Family

By EE



Helen B. Goldman signed the hotel registry form and looked around the lobby that sparkled with Christmas decor. It was a nice place. It was a special place to her; she came here every year just after Hanukkah. Her husband Harry stayed home. He didn't care much for travel, but he didn't object to Helen taking her little trips with her bridge club or her friends from their temple, or once a year to San Francisco for shopping.

Once she was unpacked, she made sure that everything was ready. Eight little gifts, each one neatly wrapped and tagged, were hidden around the suite. A slightly larger present, with a thick envelope taped to the top, went on the side table of the bed in the second bedroom. It was always difficult to place the room service order, since things changed so much year-to-year, but there were some things that stayed the same; a bottle of chilled Riesling, a pot of hot chocolate and a plate of little pastries were so much a part of her yearly pilgrimage that Helen thought of this hotel every time she drank white wine.

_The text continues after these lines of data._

#[cfg(test)]
mod tests {
    use super::*;
    use crate::store::{MeasurementRecord, MeasurementSource};
    use chrono::TimeZone;

    fn row(id: &str, source: MeasurementSource, day: u32) -> MeasurementRecord {
        MeasurementRecord {
            id: id.to_string(),
            tenant_id: "t-1".to_string(),
            job_id: "job-1".to_string(),
            source,
            total_area_sqft: Some(2000.0),
            predominant_pitch: None,
            facet_count: None,
            report_url: None,
            measured_at: Utc
                .with_ymd_and_hms(2026, 8, day, 12, 0, 0)
                .single()
                .unwrap_or_default(),
        }
    }

    #[test]
    fn roofr_beats_newer_manual_and_eagleview_rows() {
        let rows = vec![
            row("manual", MeasurementSource::Manual, 28),
            row("eagleview", MeasurementSource::Eagleview, 27),
            row("roofr", MeasurementSource::Roofr, 1),
        ];
        let best = pick_best_measurement(&rows).expect("a row is selected");
        assert_eq!(best.id, "roofr");
    }

    #[test]
    fn unranked_sources_fall_back_to_recency() {
        let rows = vec![
            row("old", MeasurementSource::Other("DRONE".to_string()), 2),
            row("new", MeasurementSource::Other("DRONE".to_string()), 9),
        ];
        let best = pick_best_measurement(&rows).expect("a row is selected");
        assert_eq!(best.id, "new");
    }

    #[test]
    fn same_source_prefers_the_most_recent_row() {
        let rows = vec![
            row("first", MeasurementSource::Roofr, 3),
            row("second", MeasurementSource::Roofr, 14),
        ];
        let best = pick_best_measurement(&rows).expect("a row is selected");
        assert_eq!(best.id, "second");
    }

    #[test]
    fn compose_address_skips_blank_parts() {
        assert_eq!(
            compose_address(Some("215 Lakeshore Dr"), Some("Winter Garden"), Some("FL"), Some("34787")),
            Some("215 Lakeshore Dr, Winter Garden, FL 34787".to_string())
        );
        assert_eq!(
            compose_address(Some("215 Lakeshore Dr"), None, None, Some("34787")),
            Some("215 Lakeshore Dr, 34787".to_string())
        );
        assert_eq!(compose_address(None, Some("  "), None, None), None);
    }
}
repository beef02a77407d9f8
mod common;
mod routing;
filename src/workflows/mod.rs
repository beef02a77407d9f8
pub mod permits;
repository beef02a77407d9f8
//! Roofing permit application assembly.
//!
//! One build request walks the whole pipeline: aggregate a canonical context
//! snapshot from tenant records, evaluate the jurisdiction's application
//! template against it, validate the result, diagnose missing items, advance
//! the case status, persist, and hand back documents plus next actions.

pub mod context;
pub mod documents;
pub mod domain;
pub(crate) mod expression;
pub(crate) mod missing;
pub mod router;
pub mod service;
pub(crate) mod template;
pub(crate) mod validation;

#[cfg(test)]
mod tests;

pub use context::{AggregateError, AggregatedContext, ContextAggregator};
pub use documents::{
    DocumentArtifact, DocumentError, DocumentGenerator, DocumentKind, DocumentRequest,
    StubDocumentGenerator,
};
pub use domain::{
    BuildOptions, BuildRequest, CanonicalContext, Finding, PermitCaseStatus, Severity,
};
pub use expression::{EvalIssue, EvalIssueKind, EvalOutcome};
pub use router::permit_router;
pub use template::{CalcFailure, PermitTemplate, ResolvedFields, TemplateError};
pub use service::{
    ContextPreview, NextAction, PermitBuildError, PermitBuildOutcome, PermitBuildService,
    PermitCaseView, PersistedCaseView,
};
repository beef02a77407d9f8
//! Jurisdiction template model and field resolution.
//!
//! Templates are authored by non-developers and stored as schema-less JSON
//! documents. They are parsed into a strict tagged model at this boundary:
//! unknown condition operators and malformed `source`/`calc` shapes are
//! rejected as [`TemplateError::Malformed`] instead of being trusted deeper in
//! the pipeline. A malformed document is a distinct failure from an empty
//! field value.

use std::collections::BTreeMap;

use serde::Serialize;
use serde_json::Value;

use super::domain::Severity;
use super::expression::{self, EvalIssue};
use crate::store::TemplateRecord;

#[derive(Debug, thiserror::Error)]
pub enum TemplateError {
    #[error("template document is malformed: {0}")]
    Malformed(String),
}

/// Parsed, trusted template ready for resolution and validation.
#[derive(Debug, Clone)]
pub struct PermitTemplate {
    pub id: String,
    pub version: i64,
    pub fields: Vec<TemplateField>,
    pub validations: Vec<ValidationRule>,
}

#[derive(Debug, Clone)]
pub struct TemplateField {
    pub key: String,
    pub label: Option<String>,
    pub source_ref: Option<String>,
    pub calc_expr: Option<String>,
    pub required: bool,
}

impl TemplateField {
    /// Human-facing name used in required-field messages.
    pub fn display_label(&self) -> &str {
        self.label.as_deref().unwrap_or(&self.key)
    }
}

#[derive(Debug, Clone)]
pub struct ValidationRule {
    pub key: String,
    pub message: String,
    pub severity: Severity,
    pub when: RuleCondition,
}

/// Declarative rule conditions. `is_empty` is the only operator the business
/// has defined; anything else fails the boundary parse.
#[derive(Debug, Clone)]
pub enum RuleCondition {
    IsEmpty { path: String },
}

/// Pick the active template row with the highest version, if any.
pub fn select_active(rows: &[TemplateRecord]) -> Option<&TemplateRecord> {
    rows.iter()
        .filter(|row| row.active)
        .max_by_key(|row| row.version)
}

impl PermitTemplate {
    pub fn parse(record: &TemplateRecord) -> Result<Self, TemplateError> {
        let document = record
            .document
            .as_object()
            .ok_or_else(|| TemplateError::Malformed("document root must be an object".into()))?;

        let mut fields = Vec::new();
        if let Some(raw_fields) = document.get("fields") {
            let entries = raw_fields
                .as_array()
                .ok_or_else(|| TemplateError::Malformed("'fields' must be an array".into()))?;
            for entry in entries {
                fields.push(parse_field(entry)?);
            }
        }

        let mut validations = Vec::new();
        if let Some(raw_rules) = document.get("validations") {
            let entries = raw_rules
                .as_array()
                .ok_or_else(|| TemplateError::Malformed("'validations' must be an array".into()))?;
            for entry in entries {
                if let Some(rule) = parse_rule(entry)? {
                    validations.push(rule);
                }
            }
        }

        Ok(Self {
            id: record.id.clone(),
            version: record.version,
            fields,
            validations,
        })
    }
}

fn parse_field(entry: &Value) -> Result<TemplateField, TemplateError> {
    let object = entry
        .as_object()
        .ok_or_else(|| TemplateError::Malformed("field entry must be an object".into()))?;

    let key = object
        .get("key")
        .and_then(Value::as_str)
        .map(str::trim)
        .filter(|key| !key.is_empty())
        .ok_or_else(|| TemplateError::Malformed("field entry is missing a 'key'".into()))?
        .to_string();

    let label = object
        .get("label")
        .map(|value| {
            value.as_str().map(str::to_string).ok_or_else(|| {
                TemplateError::Malformed(format!("field '{key}' has a non-string label"))
            })
        })
        .transpose()?;

    let source_ref = match object.get("source") {
        None | Some(Value::Null) => None,
        Some(source) => Some(
            source
                .as_object()
                .and_then(|source| source.get("ref"))
                .and_then(Value::as_str)
                .map(str::to_string)
                .ok_or_else(|| {
                    TemplateError::Malformed(format!(
                        "field '{key}' has a source without a string 'ref'"
                    ))
                })?,
        ),
    };

    let calc_expr = match object.get("calc") {
        None | Some(Value::Null) => None,
        Some(calc) => Some(
            calc.as_object()
                .and_then(|calc| calc.get("expr"))
                .and_then(Value::as_str)
                .map(str::to_string)
                .ok_or_else(|| {
                    TemplateError::Malformed(format!(
                        "field '{key}' has an unrecognized calc form; expected {{\"expr\": \"...\"}}"
                    ))
                })?,
        ),
    };

    let required = match object.get("required") {
        None | Some(Value::Null) => false,
        Some(Value::Bool(flag)) => *flag,
        Some(_) => {
            return Err(TemplateError::Malformed(format!(
                "field '{key}' has a non-boolean 'required' flag"
            )))
        }
    };

    Ok(TemplateField {
        key,
        label,
        source_ref,
        calc_expr,
        required,
    })
}

/// Returns `Ok(None)` for rules missing a key or message. The validator skips
/// those rather than failing the whole pass.
fn parse_rule(entry: &Value) -> Result<Option<ValidationRule>, TemplateError> {
    let object = entry
        .as_object()
        .ok_or_else(|| TemplateError::Malformed("validation entry must be an object".into()))?;

    let key = object
        .get("key")
        .and_then(Value::as_str)
        .map(str::trim)
        .filter(|key| !key.is_empty());
    let message = object
        .get("message")
        .and_then(Value::as_str)
        .map(str::trim)
        .filter(|message| !message.is_empty());

    let (key, message) = match (key, message) {
        (Some(key), Some(message)) => (key.to_string(), message.to_string()),
        _ => return Ok(None),
    };

    let severity = match object.get("severity") {
        None | Some(Value::Null) => Severity::Error,
        Some(Value::String(raw)) => match raw.as_str() {
            "error" => Severity::Error,
            "warning" => Severity::Warning,
            "info" => Severity::Info,
            other => {
                return Err(TemplateError::Malformed(format!(
                    "rule '{key}' has unknown severity '{other}'"
                )))
            }
        },
        Some(_) => {
            return Err(TemplateError::Malformed(format!(
                "rule '{key}' has a non-string severity"
            )))
        }
    };

    let when = object
        .get("when")
        .and_then(Value::as_object)
        .ok_or_else(|| TemplateError::Malformed(format!("rule '{key}' is missing 'when'")))?;

    let op = when
        .get("op")
        .and_then(Value::as_str)
        .ok_or_else(|| TemplateError::Malformed(format!("rule '{key}' has no 'when.op'")))?;

    let when = match op {
        "is_empty" => {
            let path = when
                .get("value")
                .and_then(Value::as_object)
                .and_then(|value| value.get("ref"))
                .and_then(Value::as_str)
                .ok_or_else(|| {
                    TemplateError::Malformed(format!(
                        "rule '{key}' is_empty condition needs a 'value.ref' path"
                    ))
                })?;
            RuleCondition::IsEmpty {
                path: path.to_string(),
            }
        }
        other => {
            return Err(TemplateError::Malformed(format!(
                "rule '{key}' uses unknown operator '{other}'"
            )))
        }
    };

    Ok(Some(ValidationRule {
        key,
        message,
        severity,
        when,
    }))
}

/// A calc field whose expression failed, with the evaluator's issues.
#[derive(Debug, Clone, PartialEq, Serialize)]
pub struct CalcFailure {
    pub field: String,
    pub issues: Vec<EvalIssue>,
}

/// Output of applying a template's field definitions to a context snapshot.
#[derive(Debug, Clone, Default)]
pub struct ResolvedFields {
    pub field_values: BTreeMap<String, Value>,
    pub calc_results: BTreeMap<String, Value>,
    pub calc_errors: Vec<CalcFailure>,
}

/// Two passes over the template fields, in this order: source references
/// first, then calc expressions, which always overwrite the source value for
/// the same key. A failed calc forces the value to `null` and records the
/// issues; resolution never aborts early.
pub fn resolve(template: &PermitTemplate, snapshot: &Value) -> ResolvedFields {
    let mut resolved = ResolvedFields::default();

    for field in &template.fields {
        if let Some(source_ref) = &field.source_ref {
            resolved.field_values.insert(
                field.key.clone(),
                expression::lookup_path(snapshot, source_ref),
            );
        }
    }

    for field in &template.fields {
        let Some(calc_expr) = &field.calc_expr else {
            continue;
        };

        let outcome = expression::evaluate(calc_expr, snapshot);
        if outcome.errors.is_empty() {
            resolved
                .calc_results
                .insert(field.key.clone(), outcome.value.clone());
            resolved.field_values.insert(field.key.clone(), outcome.value);
        } else {
            resolved
                .calc_results
                .insert(field.key.clone(), Value::Null);
            resolved.field_values.insert(field.key.clone(), Value::Null);
            resolved.calc_errors.push(CalcFailure {
                field: field.key.clone(),
                issues: outcome.errors,
            });
        }
    }

    resolved
}
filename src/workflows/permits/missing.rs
//! Template-independent completeness checks over the canonical context.

use std::collections::HashSet;

use super::domain::{CanonicalContext, Finding};

fn is_blank(value: &Option<String>) -> bool {
    match value {
        Some(text) => text.trim().is_empty(),
        None => true,
    }
}

/// Run the fixed domain checklist. Each entry has a stable dotted key so
/// downstream merges and persisted snapshots stay comparable across rebuilds.
pub fn detect(context: &CanonicalContext) -> Vec<Finding> {
    let mut findings = Vec::new();

    if is_blank(&context.job.full_address) {
        findings.push(Finding::error(
            "missing.job_address",
            "the job has no usable street address",
        ));
    }

    if context.job.latitude.is_none() || context.job.longitude.is_none() {
        findings.push(Finding::warning(
            "missing.job_geocode",
            "the job address has not been geocoded",
        ));
    }

    // Owner name falls back from the parcel record to the contact before it
    // counts as missing.
    if is_blank(&context.parcel.owner_name) && is_blank(&context.owner_contact.full_name) {
        findings.push(Finding::error(
            "missing.owner_name",
            "no property owner name is known from the parcel record or the job contact",
        ));
    }

    if is_blank(&context.parcel.legal_description) {
        findings.push(Finding::warning(
            "missing.legal_description",
            "no legal description on file for the parcel",
        ));
    }

    if is_blank(&context.parcel.parcel_id) {
        findings.push(Finding::warning(
            "missing.parcel_id",
            "no parcel identifier/folio on file",
        ));
    }

    if context.measurements.total_area_sqft.is_none() {
        findings.push(Finding::error(
            "missing.roof_area",
            "no total roof area measurement is available",
        ));
    }

    if is_blank(&context.measurements.report_url) {
        findings.push(Finding::warning(
            "missing.measurement_report",
            "no roof measurement report is attached",
        ));
    }

    if is_blank(&context.estimate.id) {
        findings.push(Finding::warning(
            "missing.estimate",
            "no estimate is selected for this permit case",
        ));
    }

    if is_blank(&context.products.primary.id) {
        findings.push(Finding::error(
            "missing.primary_product",
            "no primary roofing product is mapped to the estimate",
        ));
    }

    findings
}

/// Concatenate two finding lists, deduplicating by key. The first occurrence
/// wins: items from `a` take precedence over `b` on key collisions, and the
/// relative order of survivors is preserved.
pub fn merge(a: Vec<Finding>, b: Vec<Finding>) -> Vec<Finding> {
    let mut seen = HashSet::new();
    let mut merged = Vec::with_capacity(a.len() + b.len());

    for finding in a.into_iter().chain(b) {
        if seen.insert(finding.key.clone()) {
            merged.push(finding);
        }
    }

    merged
}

Everything was in place, and she'd just settled down to watch the news and wait when the expected knock came at the door.

"Mom!" The hug involved lots of layers of clothing and jingling bracelets. After a year, it was good to see Naomi again, but there was someone more important to Helen that waited quietly for his hug in his mother's shadow.

Helen squatted down, her well-cut wool trousers bunching at her knees. "So, brave traveler, you've returned from across the wide sea. What have you brought from your journey?"

A slow smile spread across the little boy's face like the rising of the sun. Then he flung his arms around his grandmother and shouted, "A hug, Grammy! That's what you asked me to bring you!"

"And a very good hug it is." Helen closed her eyes against unexpected tears. She should be better at this. It had been going on for seven years. She gave a firm squeeze and stood up, holding one small, rather sticky hand. "So where have you been? How was your trip?"

They got caught up on the happenings of the last year as they ate their room-service dinner. When it was time to get ready for bed, there were presents to open. Helen's grandson was very quick at finding all the hiding places, and equally quick at tearing open the bright paper to see what was inside. The puzzles and books were perfect for such a smart little boy, but Grandma was Grandma, and she didn't neglect to include a baseball glove and a ball since he was old enough to enjoy it.

"Naomi, you be sure to play catch with him. He can't play with that by himself."

"Oh, Mom, you worry too much. He does just fine, don't you, sweetie?"

"Huh?" A curly head poked up from behind the new book on the pyramids. Naomi just smiled at him and waved her hand to show it was nothing important.

Later that evening, when everyone was in bed and the rooms were dark, Helen looked out her window across the city and allowed herself a few minutes' regret. Perhaps she hadn't tried hard enough to heal the breach between stepfather and daughter. Perhaps she should have refused Harry Goldman when he proposed.

She had been a young widow with a rebellious daughter who was more than a handful. Harry was a good man, and he tried, tried very hard. It hadn't been Naomi's high-school pregnancy that had ended it, but the way she threw it in Harry's face as though she'd gotten pregnant specifically to hurt him. He warned her before she left that she would not be welcome any longer. She laughed at him and slammed the door behind her. How could it be that Helen could care for both these people, when they could not find it in themselves to even tolerate each other?

In the morning, she would take her daughter and grandson shopping. She would buy Blair shoes and underwear, socks and jeans, a backpack - always a backpack - and some shirts, and then they'd eat lunch at the department store restaurant. She would make plans for the following year, give them hugs and kisses at the train station and check out of the hotel to go home.

Hers was not such a bad life, Helen told herself. Many of her friends were dreadfully unhappy, though that was not her case at all. It was living in fragments like this that was so wearing. But seeing her grandson was like seeing Naomi's father Michael again; how he would have loved this bright, beautiful child. Helen could no more stop these yearly visits than she could stop remembering. The city lights swam and blurred in her sight. "I hope you can see him, Michael Blair Sandburg. He's going to be a rare one, just like you."